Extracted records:
# # # # # # #

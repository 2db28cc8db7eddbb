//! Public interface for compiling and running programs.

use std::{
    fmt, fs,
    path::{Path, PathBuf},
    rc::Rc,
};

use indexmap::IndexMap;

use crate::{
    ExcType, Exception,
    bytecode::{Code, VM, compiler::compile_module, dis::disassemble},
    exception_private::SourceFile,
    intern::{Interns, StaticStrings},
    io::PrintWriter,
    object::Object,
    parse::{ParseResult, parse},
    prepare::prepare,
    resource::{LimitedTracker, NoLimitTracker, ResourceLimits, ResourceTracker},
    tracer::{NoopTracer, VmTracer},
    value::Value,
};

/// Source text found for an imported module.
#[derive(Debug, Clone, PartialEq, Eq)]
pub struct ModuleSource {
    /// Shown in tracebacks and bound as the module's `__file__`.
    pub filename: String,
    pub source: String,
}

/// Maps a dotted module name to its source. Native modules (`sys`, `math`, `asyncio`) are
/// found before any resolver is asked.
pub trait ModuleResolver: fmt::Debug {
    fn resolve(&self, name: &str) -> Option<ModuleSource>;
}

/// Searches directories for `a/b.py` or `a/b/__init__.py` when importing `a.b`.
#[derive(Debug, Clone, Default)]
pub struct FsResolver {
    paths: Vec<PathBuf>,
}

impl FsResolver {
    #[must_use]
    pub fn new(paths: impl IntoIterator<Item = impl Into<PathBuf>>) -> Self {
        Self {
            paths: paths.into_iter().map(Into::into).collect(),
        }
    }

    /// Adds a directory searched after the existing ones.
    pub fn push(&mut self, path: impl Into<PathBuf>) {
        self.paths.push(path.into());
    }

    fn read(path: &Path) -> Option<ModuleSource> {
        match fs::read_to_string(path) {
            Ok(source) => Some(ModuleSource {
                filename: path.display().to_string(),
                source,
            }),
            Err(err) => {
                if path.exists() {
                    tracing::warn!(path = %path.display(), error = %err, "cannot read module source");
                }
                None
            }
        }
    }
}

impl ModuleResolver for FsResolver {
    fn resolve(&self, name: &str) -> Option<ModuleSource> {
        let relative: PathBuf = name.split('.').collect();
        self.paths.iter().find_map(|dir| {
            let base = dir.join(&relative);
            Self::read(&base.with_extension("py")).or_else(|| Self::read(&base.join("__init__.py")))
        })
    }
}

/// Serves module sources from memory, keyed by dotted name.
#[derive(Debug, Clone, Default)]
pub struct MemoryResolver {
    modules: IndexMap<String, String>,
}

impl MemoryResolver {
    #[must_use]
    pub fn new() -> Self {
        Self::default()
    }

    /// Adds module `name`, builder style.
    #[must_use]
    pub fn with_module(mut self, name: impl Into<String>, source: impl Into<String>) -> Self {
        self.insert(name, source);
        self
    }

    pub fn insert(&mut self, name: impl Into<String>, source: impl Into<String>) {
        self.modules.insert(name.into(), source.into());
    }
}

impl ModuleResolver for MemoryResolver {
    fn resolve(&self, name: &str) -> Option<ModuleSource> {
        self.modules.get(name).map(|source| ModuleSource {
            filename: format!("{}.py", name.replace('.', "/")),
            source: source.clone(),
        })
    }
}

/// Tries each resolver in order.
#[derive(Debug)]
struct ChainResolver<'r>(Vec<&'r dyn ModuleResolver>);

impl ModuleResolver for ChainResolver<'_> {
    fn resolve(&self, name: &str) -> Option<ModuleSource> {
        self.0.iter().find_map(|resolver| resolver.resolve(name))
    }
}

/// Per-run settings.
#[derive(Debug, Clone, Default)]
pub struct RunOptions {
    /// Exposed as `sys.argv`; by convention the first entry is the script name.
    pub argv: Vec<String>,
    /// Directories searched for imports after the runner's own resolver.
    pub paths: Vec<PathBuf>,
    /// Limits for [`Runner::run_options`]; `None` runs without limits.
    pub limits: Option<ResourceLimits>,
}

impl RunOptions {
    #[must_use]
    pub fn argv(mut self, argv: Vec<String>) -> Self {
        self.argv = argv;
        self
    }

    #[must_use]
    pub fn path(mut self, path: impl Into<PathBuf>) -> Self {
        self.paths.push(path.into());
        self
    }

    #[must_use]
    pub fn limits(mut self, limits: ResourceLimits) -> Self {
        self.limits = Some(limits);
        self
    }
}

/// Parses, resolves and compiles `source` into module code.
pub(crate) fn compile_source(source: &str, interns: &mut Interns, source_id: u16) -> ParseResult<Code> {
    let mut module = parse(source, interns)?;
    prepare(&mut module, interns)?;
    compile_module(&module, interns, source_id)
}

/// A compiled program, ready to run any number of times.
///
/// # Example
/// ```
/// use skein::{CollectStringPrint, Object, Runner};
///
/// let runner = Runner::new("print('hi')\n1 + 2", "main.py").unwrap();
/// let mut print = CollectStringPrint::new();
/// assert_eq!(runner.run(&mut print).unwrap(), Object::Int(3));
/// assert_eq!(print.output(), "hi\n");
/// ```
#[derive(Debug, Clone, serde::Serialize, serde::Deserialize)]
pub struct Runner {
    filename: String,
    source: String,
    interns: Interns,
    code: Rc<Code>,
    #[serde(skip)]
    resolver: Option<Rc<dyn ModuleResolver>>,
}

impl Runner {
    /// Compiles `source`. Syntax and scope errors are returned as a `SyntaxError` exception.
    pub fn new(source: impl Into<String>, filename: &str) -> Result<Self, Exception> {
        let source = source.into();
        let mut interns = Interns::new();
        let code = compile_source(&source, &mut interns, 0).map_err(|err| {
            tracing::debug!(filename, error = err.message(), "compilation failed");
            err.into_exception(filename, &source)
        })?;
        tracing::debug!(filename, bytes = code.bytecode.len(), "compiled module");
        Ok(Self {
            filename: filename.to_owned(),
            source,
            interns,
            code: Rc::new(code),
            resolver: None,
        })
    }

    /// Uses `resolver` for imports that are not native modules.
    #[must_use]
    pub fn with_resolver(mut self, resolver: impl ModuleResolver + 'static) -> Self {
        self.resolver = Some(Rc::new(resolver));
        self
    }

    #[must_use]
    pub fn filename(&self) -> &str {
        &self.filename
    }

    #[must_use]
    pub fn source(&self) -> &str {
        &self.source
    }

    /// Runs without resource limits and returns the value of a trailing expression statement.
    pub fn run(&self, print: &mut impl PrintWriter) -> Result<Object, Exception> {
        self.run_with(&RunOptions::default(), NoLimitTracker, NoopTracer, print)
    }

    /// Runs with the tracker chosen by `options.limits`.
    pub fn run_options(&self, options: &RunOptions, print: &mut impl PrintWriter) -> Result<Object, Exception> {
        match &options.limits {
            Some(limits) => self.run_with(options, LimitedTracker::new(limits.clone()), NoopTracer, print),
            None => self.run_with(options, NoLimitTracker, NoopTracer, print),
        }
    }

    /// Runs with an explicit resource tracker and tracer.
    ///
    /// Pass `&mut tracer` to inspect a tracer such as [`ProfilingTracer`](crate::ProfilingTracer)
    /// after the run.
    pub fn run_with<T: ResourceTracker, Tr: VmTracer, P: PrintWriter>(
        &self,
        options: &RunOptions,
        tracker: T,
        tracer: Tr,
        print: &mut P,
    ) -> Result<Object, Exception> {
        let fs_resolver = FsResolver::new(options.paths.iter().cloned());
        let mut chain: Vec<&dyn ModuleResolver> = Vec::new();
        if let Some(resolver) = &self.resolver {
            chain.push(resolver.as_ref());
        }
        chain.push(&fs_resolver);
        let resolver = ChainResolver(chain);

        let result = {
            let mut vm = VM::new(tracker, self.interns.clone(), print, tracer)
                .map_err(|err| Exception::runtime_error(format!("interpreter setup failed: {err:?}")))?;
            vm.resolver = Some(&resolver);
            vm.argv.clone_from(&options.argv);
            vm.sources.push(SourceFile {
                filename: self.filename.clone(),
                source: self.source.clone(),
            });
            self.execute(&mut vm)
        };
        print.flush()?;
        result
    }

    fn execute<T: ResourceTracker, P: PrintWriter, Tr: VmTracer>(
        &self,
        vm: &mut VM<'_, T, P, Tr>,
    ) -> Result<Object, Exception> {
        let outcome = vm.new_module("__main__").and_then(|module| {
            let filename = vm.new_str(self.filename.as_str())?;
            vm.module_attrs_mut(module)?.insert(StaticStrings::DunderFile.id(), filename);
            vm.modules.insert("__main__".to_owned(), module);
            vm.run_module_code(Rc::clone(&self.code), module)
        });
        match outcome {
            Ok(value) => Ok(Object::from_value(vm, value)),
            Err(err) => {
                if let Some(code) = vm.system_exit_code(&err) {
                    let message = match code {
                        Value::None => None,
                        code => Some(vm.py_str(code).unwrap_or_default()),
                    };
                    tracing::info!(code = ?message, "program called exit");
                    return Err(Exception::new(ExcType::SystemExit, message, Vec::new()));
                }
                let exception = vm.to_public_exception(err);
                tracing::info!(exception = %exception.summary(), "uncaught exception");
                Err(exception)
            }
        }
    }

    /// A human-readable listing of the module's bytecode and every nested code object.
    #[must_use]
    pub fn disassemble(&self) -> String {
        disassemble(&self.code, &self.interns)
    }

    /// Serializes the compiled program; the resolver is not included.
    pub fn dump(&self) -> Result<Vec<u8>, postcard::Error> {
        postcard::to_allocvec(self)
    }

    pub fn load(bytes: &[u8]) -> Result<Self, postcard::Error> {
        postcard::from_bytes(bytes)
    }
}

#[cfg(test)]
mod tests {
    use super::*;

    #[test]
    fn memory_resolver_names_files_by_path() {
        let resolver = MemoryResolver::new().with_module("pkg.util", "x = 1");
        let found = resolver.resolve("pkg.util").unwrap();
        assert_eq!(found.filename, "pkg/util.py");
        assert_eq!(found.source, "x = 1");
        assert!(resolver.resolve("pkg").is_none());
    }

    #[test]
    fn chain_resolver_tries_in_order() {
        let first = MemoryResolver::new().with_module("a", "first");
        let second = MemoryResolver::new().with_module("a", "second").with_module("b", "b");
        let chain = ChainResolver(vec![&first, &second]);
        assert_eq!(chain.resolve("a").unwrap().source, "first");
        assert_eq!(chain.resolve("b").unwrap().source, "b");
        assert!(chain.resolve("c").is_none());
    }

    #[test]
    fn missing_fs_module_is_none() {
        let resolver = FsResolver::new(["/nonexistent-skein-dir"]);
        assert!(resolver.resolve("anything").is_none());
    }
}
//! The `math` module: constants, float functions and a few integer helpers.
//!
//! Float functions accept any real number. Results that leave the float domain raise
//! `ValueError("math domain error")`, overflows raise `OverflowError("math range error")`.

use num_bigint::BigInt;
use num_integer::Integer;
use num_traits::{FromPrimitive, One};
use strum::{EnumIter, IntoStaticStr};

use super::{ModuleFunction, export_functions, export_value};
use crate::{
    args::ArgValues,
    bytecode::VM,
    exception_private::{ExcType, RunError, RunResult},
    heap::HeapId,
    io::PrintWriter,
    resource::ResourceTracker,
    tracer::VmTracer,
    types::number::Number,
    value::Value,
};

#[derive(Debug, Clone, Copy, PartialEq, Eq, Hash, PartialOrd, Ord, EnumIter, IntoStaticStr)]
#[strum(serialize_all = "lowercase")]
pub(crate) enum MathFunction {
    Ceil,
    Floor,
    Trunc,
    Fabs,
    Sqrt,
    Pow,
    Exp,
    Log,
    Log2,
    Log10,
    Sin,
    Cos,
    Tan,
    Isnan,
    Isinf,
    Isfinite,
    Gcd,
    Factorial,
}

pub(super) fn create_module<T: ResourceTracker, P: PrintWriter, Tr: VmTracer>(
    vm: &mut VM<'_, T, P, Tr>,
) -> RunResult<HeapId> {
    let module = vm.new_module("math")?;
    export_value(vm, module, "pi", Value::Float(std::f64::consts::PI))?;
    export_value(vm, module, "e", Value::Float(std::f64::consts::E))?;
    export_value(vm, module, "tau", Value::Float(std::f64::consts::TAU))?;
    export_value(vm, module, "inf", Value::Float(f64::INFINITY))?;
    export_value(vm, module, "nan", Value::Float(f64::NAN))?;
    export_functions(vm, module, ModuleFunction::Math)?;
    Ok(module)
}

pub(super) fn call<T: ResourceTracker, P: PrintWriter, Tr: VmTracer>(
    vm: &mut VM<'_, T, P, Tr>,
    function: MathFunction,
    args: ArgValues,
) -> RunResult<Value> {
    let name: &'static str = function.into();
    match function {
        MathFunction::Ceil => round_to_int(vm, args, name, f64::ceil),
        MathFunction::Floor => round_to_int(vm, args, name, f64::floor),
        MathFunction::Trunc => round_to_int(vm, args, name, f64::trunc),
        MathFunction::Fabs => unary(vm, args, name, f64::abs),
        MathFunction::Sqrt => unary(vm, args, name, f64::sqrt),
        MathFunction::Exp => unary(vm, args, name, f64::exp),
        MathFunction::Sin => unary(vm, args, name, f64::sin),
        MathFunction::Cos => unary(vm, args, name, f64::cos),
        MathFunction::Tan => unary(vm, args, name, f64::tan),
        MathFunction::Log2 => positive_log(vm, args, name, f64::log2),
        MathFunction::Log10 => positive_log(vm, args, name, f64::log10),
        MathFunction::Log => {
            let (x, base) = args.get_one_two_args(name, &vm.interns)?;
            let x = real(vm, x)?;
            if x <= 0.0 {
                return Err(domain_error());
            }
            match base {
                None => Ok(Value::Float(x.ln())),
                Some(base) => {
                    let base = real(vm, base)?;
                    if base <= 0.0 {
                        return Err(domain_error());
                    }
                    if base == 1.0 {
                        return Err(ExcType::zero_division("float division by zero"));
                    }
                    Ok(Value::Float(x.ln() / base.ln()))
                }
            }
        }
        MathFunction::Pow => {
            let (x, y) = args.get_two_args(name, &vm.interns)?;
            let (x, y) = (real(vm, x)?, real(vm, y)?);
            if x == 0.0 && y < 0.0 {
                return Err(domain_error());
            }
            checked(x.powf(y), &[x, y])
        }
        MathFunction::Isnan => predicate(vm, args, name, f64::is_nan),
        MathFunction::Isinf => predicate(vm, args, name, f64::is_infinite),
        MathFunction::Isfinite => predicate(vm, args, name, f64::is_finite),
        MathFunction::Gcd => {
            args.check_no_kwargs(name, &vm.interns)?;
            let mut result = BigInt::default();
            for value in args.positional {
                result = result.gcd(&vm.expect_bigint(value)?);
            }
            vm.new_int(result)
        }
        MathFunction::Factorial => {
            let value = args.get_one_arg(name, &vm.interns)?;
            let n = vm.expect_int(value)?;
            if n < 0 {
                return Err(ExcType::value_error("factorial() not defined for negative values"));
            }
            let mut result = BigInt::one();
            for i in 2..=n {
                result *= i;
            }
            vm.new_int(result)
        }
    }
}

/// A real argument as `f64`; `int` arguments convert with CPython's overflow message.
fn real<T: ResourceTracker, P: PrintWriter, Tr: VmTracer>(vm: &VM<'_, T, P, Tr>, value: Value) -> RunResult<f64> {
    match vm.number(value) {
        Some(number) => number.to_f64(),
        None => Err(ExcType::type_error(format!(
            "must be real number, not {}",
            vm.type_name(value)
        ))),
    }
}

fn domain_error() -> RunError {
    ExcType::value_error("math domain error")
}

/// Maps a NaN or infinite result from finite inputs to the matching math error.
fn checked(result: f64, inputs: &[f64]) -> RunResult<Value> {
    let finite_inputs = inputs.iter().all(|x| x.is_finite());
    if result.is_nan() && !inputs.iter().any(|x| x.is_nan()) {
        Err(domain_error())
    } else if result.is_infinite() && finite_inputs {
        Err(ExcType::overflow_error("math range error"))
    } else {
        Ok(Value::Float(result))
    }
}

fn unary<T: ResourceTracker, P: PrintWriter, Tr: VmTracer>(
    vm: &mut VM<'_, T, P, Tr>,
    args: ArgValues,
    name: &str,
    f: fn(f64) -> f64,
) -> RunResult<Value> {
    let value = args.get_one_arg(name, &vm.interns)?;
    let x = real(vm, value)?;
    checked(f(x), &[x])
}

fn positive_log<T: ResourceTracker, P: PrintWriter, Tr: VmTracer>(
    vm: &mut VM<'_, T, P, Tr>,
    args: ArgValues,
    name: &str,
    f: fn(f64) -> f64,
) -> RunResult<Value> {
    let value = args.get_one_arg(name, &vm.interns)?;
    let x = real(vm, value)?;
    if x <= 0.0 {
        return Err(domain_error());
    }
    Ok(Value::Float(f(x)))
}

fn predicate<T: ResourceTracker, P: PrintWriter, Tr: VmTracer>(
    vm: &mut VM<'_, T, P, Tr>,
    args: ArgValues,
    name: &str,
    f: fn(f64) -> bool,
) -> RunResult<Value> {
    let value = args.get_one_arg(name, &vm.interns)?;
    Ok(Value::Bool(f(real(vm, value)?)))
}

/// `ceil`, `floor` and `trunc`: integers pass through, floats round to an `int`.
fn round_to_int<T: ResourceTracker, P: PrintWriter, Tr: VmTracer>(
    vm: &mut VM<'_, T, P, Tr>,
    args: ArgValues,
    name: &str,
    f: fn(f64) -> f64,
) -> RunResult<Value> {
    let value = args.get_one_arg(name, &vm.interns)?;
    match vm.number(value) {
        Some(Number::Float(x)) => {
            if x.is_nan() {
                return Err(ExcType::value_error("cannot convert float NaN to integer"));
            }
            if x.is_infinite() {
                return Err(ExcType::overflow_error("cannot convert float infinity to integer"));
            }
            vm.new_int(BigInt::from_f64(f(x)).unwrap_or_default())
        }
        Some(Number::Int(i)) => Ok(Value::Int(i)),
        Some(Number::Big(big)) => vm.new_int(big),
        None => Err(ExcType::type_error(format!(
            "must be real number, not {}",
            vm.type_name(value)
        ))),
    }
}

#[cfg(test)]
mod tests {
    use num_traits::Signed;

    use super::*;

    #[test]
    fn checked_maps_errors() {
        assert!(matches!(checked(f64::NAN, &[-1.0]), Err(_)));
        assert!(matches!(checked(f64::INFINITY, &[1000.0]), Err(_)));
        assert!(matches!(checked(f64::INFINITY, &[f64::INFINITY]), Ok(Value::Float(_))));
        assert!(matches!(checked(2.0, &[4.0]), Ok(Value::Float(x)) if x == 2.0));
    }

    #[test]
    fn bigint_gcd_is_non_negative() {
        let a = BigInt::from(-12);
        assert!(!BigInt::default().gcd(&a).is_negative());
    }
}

# # # # # # #

Pull every line containing "without" out of the records.

    /// Limits for [`Runner::run_options`]; `None` runs without limits.
    /// Runs without resource limits and returns the value of a trailing expression statement.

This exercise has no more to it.